- Records for this exercise -
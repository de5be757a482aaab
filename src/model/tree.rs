//! Arena-backed documentation tree.

use super::{DocumentedElement, ElementId, ElementKind};
use crate::error::{Error, Result};
use std::ops::Index;

/// The full set of documented elements for one generation run.
///
/// Elements are stored in insertion order and refer to each other through
/// [`ElementId`] handles. The tree is built once by the host (or the JSON
/// loader) and is read-only while pages are generated.
#[derive(Debug, Clone, Default)]
pub struct DocTree {
    elements: Vec<DocumentedElement>,
    roots: Vec<ElementId>,
}

impl DocTree {
    /// Create a new empty tree.
    pub fn new() -> Self {
        Self::default()
    }

    /// Number of elements in the tree.
    pub fn len(&self) -> usize {
        self.elements.len()
    }

    /// Check if the tree has no elements.
    pub fn is_empty(&self) -> bool {
        self.elements.is_empty()
    }

    /// Top-level elements in insertion order.
    pub fn roots(&self) -> &[ElementId] {
        &self.roots
    }

    /// Add a top-level element.
    pub fn add_root(&mut self, element: DocumentedElement) -> ElementId {
        let id = self.insert(None, element);
        self.roots.push(id);
        id
    }

    /// Add an element enclosed by `parent`.
    pub fn add_child(&mut self, parent: ElementId, element: DocumentedElement) -> Result<ElementId> {
        let parent_kind = self
            .get(parent)
            .ok_or_else(|| Error::InvalidTree(format!("unknown parent element #{}", parent.0)))?
            .kind;

        if element.kind == ElementKind::Module {
            return Err(Error::InvalidTree(format!(
                "module '{}' cannot be enclosed by another element",
                element.name
            )));
        }
        if parent_kind.is_member() {
            return Err(Error::InvalidTree(format!(
                "'{}' cannot be enclosed by a {}",
                element.name,
                parent_kind.label().to_lowercase()
            )));
        }

        let id = self.insert(Some(parent), element);
        self.elements[parent.0].children.push(id);
        Ok(id)
    }

    fn insert(&mut self, parent: Option<ElementId>, mut element: DocumentedElement) -> ElementId {
        let id = ElementId(self.elements.len());
        element.parent = parent;
        element.children.clear();
        self.elements.push(element);

        if self.elements[id.0].qualified_name.is_empty() {
            let qualified = self.derive_qualified_name(id);
            self.elements[id.0].qualified_name = qualified;
        }
        id
    }

    fn derive_qualified_name(&self, id: ElementId) -> String {
        let element = &self[id];
        match element.kind {
            ElementKind::Type => {
                let nested = self.nested_type_name(id);
                match self.package_of(id) {
                    Some(package) if !package.qualified_name.is_empty() => {
                        format!("{}.{}", package.qualified_name, nested)
                    }
                    _ => nested,
                }
            }
            _ => element.name.clone(),
        }
    }

    /// Get an element by id.
    pub fn get(&self, id: ElementId) -> Option<&DocumentedElement> {
        self.elements.get(id.0)
    }

    /// Iterate over all elements in insertion order.
    pub fn iter(&self) -> impl Iterator<Item = (ElementId, &DocumentedElement)> {
        self.elements
            .iter()
            .enumerate()
            .map(|(i, element)| (ElementId(i), element))
    }

    /// Direct children of an element.
    pub fn children(&self, id: ElementId) -> impl Iterator<Item = (ElementId, &DocumentedElement)> {
        self[id].children.iter().map(move |&child| (child, &self[child]))
    }

    /// Enclosing elements from the nearest outwards.
    pub fn ancestors(&self, id: ElementId) -> Ancestors<'_> {
        Ancestors {
            tree: self,
            next: self[id].parent,
        }
    }

    /// Nearest element of `kind`, starting with the element itself.
    pub fn enclosing(&self, id: ElementId, kind: ElementKind) -> Option<&DocumentedElement> {
        std::iter::once(&self[id])
            .chain(self.ancestors(id).map(|(_, element)| element))
            .find(|element| element.kind == kind)
    }

    /// Enclosing package, or the element itself if it is a package.
    pub fn package_of(&self, id: ElementId) -> Option<&DocumentedElement> {
        self.enclosing(id, ElementKind::Package)
    }

    /// Enclosing module, or the element itself if it is a module.
    pub fn module_of(&self, id: ElementId) -> Option<&DocumentedElement> {
        self.enclosing(id, ElementKind::Module)
    }

    /// Dotted name of a type including its enclosing types, e.g. `Outer.Inner`.
    ///
    /// The walk stops at the first enclosing element that is not a type.
    pub fn nested_type_name(&self, id: ElementId) -> String {
        let mut names = vec![self[id].name.as_str()];
        let mut current = self[id].parent;
        while let Some(parent) = current {
            let element = &self[parent];
            if element.kind != ElementKind::Type {
                break;
            }
            names.push(element.name.as_str());
            current = element.parent;
        }
        names.reverse();
        names.join(".")
    }

    /// Name shown in a page title.
    pub fn display_name(&self, id: ElementId) -> &str {
        let element = &self[id];
        match element.kind {
            ElementKind::Module if element.name.is_empty() => "unnamed",
            ElementKind::Module => element.name.as_str(),
            _ => element.qualified_name.as_str(),
        }
    }
}

impl Index<ElementId> for DocTree {
    type Output = DocumentedElement;

    /// Panics if the id was issued by a different tree.
    fn index(&self, id: ElementId) -> &Self::Output {
        &self.elements[id.0]
    }
}

/// Iterator over enclosing elements, see [`DocTree::ancestors`].
pub struct Ancestors<'a> {
    tree: &'a DocTree,
    next: Option<ElementId>,
}

impl<'a> Iterator for Ancestors<'a> {
    type Item = (ElementId, &'a DocumentedElement);

    fn next(&mut self) -> Option<Self::Item> {
        let id = self.next?;
        let element = &self.tree[id];
        self.next = element.parent;
        Some((id, element))
    }
}

#[cfg(test)]
mod tests {
    use super::*;

    fn sample() -> (DocTree, ElementId, ElementId) {
        let mut tree = DocTree::new();
        let module = tree.add_root(DocumentedElement::module("m"));
        let package = tree
            .add_child(module, DocumentedElement::package("com.example"))
            .unwrap();
        let outer = tree
            .add_child(package, DocumentedElement::type_("Outer"))
            .unwrap();
        let inner = tree
            .add_child(outer, DocumentedElement::type_("Inner"))
            .unwrap();
        let deepest = tree
            .add_child(inner, DocumentedElement::type_("Deepest"))
            .unwrap();
        (tree, outer, deepest)
    }

    #[test]
    fn test_nested_type_name() {
        let (tree, outer, deepest) = sample();
        assert_eq!(tree.nested_type_name(outer), "Outer");
        assert_eq!(tree.nested_type_name(deepest), "Outer.Inner.Deepest");
    }

    #[test]
    fn test_derived_qualified_name() {
        let (tree, _, deepest) = sample();
        assert_eq!(tree[deepest].qualified_name, "com.example.Outer.Inner.Deepest");
        assert_eq!(tree.display_name(deepest), "com.example.Outer.Inner.Deepest");
    }

    #[test]
    fn test_enclosing_module_and_package() {
        let (tree, _, deepest) = sample();
        assert_eq!(tree.module_of(deepest).map(|m| m.name.as_str()), Some("m"));
        assert_eq!(
            tree.package_of(deepest).map(|p| p.name.as_str()),
            Some("com.example")
        );
        assert_eq!(tree.ancestors(deepest).count(), 4);
    }

    #[test]
    fn test_unnamed_module_title() {
        let mut tree = DocTree::new();
        let module = tree.add_root(DocumentedElement::module(""));
        assert_eq!(tree.display_name(module), "unnamed");
    }

    #[test]
    fn test_module_cannot_be_nested() {
        let mut tree = DocTree::new();
        let module = tree.add_root(DocumentedElement::module("m"));
        let result = tree.add_child(module, DocumentedElement::module("n"));
        assert!(matches!(result, Err(Error::InvalidTree(_))));
    }

    #[test]
    fn test_members_have_no_children() {
        let mut tree = DocTree::new();
        let ty = tree.add_root(DocumentedElement::type_("T"));
        let field = tree
            .add_child(ty, DocumentedElement::field("f", "int"))
            .unwrap();
        let result = tree.add_child(field, DocumentedElement::type_("U"));
        assert!(matches!(result, Err(Error::InvalidTree(_))));
    }
}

- What is required -
The required result is an identical copy of the records above.

- Reply to the task -
repository de5be757a482aaab
filename src/model/tree.rs
//! Arena-backed documentation tree.

use super::{DocumentedElement, ElementId, ElementKind};
use crate::error::{Error, Result};
use std::ops::Index;

/// The full set of documented elements for one generation run.
///
/// Elements are stored in insertion order and refer to each other through
/// [`ElementId`] handles. The tree is built once by the host (or the JSON
/// loader) and is read-only while pages are generated.
#[derive(Debug, Clone, Default)]
pub struct DocTree {
    elements: Vec<DocumentedElement>,
    roots: Vec<ElementId>,
}

impl DocTree {
    /// Create a new empty tree.
    pub fn new() -> Self {
        Self::default()
    }

    /// Number of elements in the tree.
    pub fn len(&self) -> usize {
        self.elements.len()
    }

    /// Check if the tree has no elements.
    pub fn is_empty(&self) -> bool {
        self.elements.is_empty()
    }

    /// Top-level elements in insertion order.
    pub fn roots(&self) -> &[ElementId] {
        &self.roots
    }

    /// Add a top-level element.
    pub fn add_root(&mut self, element: DocumentedElement) -> ElementId {
        let id = self.insert(None, element);
        self.roots.push(id);
        id
    }

    /// Add an element enclosed by `parent`.
    pub fn add_child(&mut self, parent: ElementId, element: DocumentedElement) -> Result<ElementId> {
        let parent_kind = self
            .get(parent)
            .ok_or_else(|| Error::InvalidTree(format!("unknown parent element #{}", parent.0)))?
            .kind;

        if element.kind == ElementKind::Module {
            return Err(Error::InvalidTree(format!(
                "module '{}' cannot be enclosed by another element",
                element.name
            )));
        }
        if parent_kind.is_member() {
            return Err(Error::InvalidTree(format!(
                "'{}' cannot be enclosed by a {}",
                element.name,
                parent_kind.label().to_lowercase()
            )));
        }

        let id = self.insert(Some(parent), element);
        self.elements[parent.0].children.push(id);
        Ok(id)
    }

    fn insert(&mut self, parent: Option<ElementId>, mut element: DocumentedElement) -> ElementId {
        let id = ElementId(self.elements.len());
        element.parent = parent;
        element.children.clear();
        self.elements.push(element);

        if self.elements[id.0].qualified_name.is_empty() {
            let qualified = self.derive_qualified_name(id);
            self.elements[id.0].qualified_name = qualified;
        }
        id
    }

    fn derive_qualified_name(&self, id: ElementId) -> String {
        let element = &self[id];
        match element.kind {
            ElementKind::Type => {
                let nested = self.nested_type_name(id);
                match self.package_of(id) {
                    Some(package) if !package.qualified_name.is_empty() => {
                        format!("{}.{}", package.qualified_name, nested)
                    }
                    _ => nested,
                }
            }
            _ => element.name.clone(),
        }
    }

    /// Get an element by id.
    pub fn get(&self, id: ElementId) -> Option<&DocumentedElement> {
        self.elements.get(id.0)
    }

    /// Iterate over all elements in insertion order.
    pub fn iter(&self) -> impl Iterator<Item = (ElementId, &DocumentedElement)> {
        self.elements
            .iter()
            .enumerate()
            .map(|(i, element)| (ElementId(i), element))
    }

    /// Direct children of an element.
    pub fn children(&self, id: ElementId) -> impl Iterator<Item = (ElementId, &DocumentedElement)> {
        self[id].children.iter().map(move |&child| (child, &self[child]))
    }

    /// Enclosing elements from the nearest outwards.
    pub fn ancestors(&self, id: ElementId) -> Ancestors<'_> {
        Ancestors {
            tree: self,
            next: self[id].parent,
        }
    }

    /// Nearest element of `kind`, starting with the element itself.
    pub fn enclosing(&self, id: ElementId, kind: ElementKind) -> Option<&DocumentedElement> {
        std::iter::once(&self[id])
            .chain(self.ancestors(id).map(|(_, element)| element))
            .find(|element| element.kind == kind)
    }

    /// Enclosing package, or the element itself if it is a package.
    pub fn package_of(&self, id: ElementId) -> Option<&DocumentedElement> {
        self.enclosing(id, ElementKind::Package)
    }

    /// Enclosing module, or the element itself if it is a module.
    pub fn module_of(&self, id: ElementId) -> Option<&DocumentedElement> {
        self.enclosing(id, ElementKind::Module)
    }

    /// Dotted name of a type including its enclosing types, e.g. `Outer.Inner`.
    ///
    /// The walk stops at the first enclosing element that is not a type.
    pub fn nested_type_name(&self, id: ElementId) -> String {
        let mut names = vec![self[id].name.as_str()];
        let mut current = self[id].parent;
        while let Some(parent) = current {
            let element = &self[parent];
            if element.kind != ElementKind::Type {
                break;
            }
            names.push(element.name.as_str());
            current = element.parent;
        }
        names.reverse();
        names.join(".")
    }

    /// Name shown in a page title.
    pub fn display_name(&self, id: ElementId) -> &str {
        let element = &self[id];
        match element.kind {
            ElementKind::Module if element.name.is_empty() => "unnamed",
            ElementKind::Module => element.name.as_str(),
            _ => element.qualified_name.as_str(),
        }
    }
}

impl Index<ElementId> for DocTree {
    type Output = DocumentedElement;

    /// Panics if the id was issued by a different tree.
    fn index(&self, id: ElementId) -> &Self::Output {
        &self.elements[id.0]
    }
}

/// Iterator over enclosing elements, see [`DocTree::ancestors`].
pub struct Ancestors<'a> {
    tree: &'a DocTree,
    next: Option<ElementId>,
}

impl<'a> Iterator for Ancestors<'a> {
    type Item = (ElementId, &'a DocumentedElement);

    fn next(&mut self) -> Option<Self::Item> {
        let id = self.next?;
        let element = &self.tree[id];
        self.next = element.parent;
        Some((id, element))
    }
}

#[cfg(test)]
mod tests {
    use super::*;

    fn sample() -> (DocTree, ElementId, ElementId) {
        let mut tree = DocTree::new();
        let module = tree.add_root(DocumentedElement::module("m"));
        let package = tree
            .add_child(module, DocumentedElement::package("com.example"))
            .unwrap();
        let outer = tree
            .add_child(package, DocumentedElement::type_("Outer"))
            .unwrap();
        let inner = tree
            .add_child(outer, DocumentedElement::type_("Inner"))
            .unwrap();
        let deepest = tree
            .add_child(inner, DocumentedElement::type_("Deepest"))
            .unwrap();
        (tree, outer, deepest)
    }

    #[test]
    fn test_nested_type_name() {
        let (tree, outer, deepest) = sample();
        assert_eq!(tree.nested_type_name(outer), "Outer");
        assert_eq!(tree.nested_type_name(deepest), "Outer.Inner.Deepest");
    }

    #[test]
    fn test_derived_qualified_name() {
        let (tree, _, deepest) = sample();
        assert_eq!(tree[deepest].qualified_name, "com.example.Outer.Inner.Deepest");
        assert_eq!(tree.display_name(deepest), "com.example.Outer.Inner.Deepest");
    }

    #[test]
    fn test_enclosing_module_and_package() {
        let (tree, _, deepest) = sample();
        assert_eq!(tree.module_of(deepest).map(|m| m.name.as_str()), Some("m"));
        assert_eq!(
            tree.package_of(deepest).map(|p| p.name.as_str()),
            Some("com.example")
        );
        assert_eq!(tree.ancestors(deepest).count(), 4);
    }

    #[test]
    fn test_unnamed_module_title() {
        let mut tree = DocTree::new();
        let module = tree.add_root(DocumentedElement::module(""));
        assert_eq!(tree.display_name(module), "unnamed");
    }

    #[test]
    fn test_module_cannot_be_nested() {
        let mut tree = DocTree::new();
        let module = tree.add_root(DocumentedElement::module("m"));
        let result = tree.add_child(module, DocumentedElement::module("n"));
        assert!(matches!(result, Err(Error::InvalidTree(_))));
    }

    #[test]
    fn test_members_have_no_children() {
        let mut tree = DocTree::new();
        let ty = tree.add_root(DocumentedElement::type_("T"));
        let field = tree
            .add_child(ty, DocumentedElement::field("f", "int"))
            .unwrap();
        let result = tree.add_child(field, DocumentedElement::type_("U"));
        assert!(matches!(result, Err(Error::InvalidTree(_))));
    }
}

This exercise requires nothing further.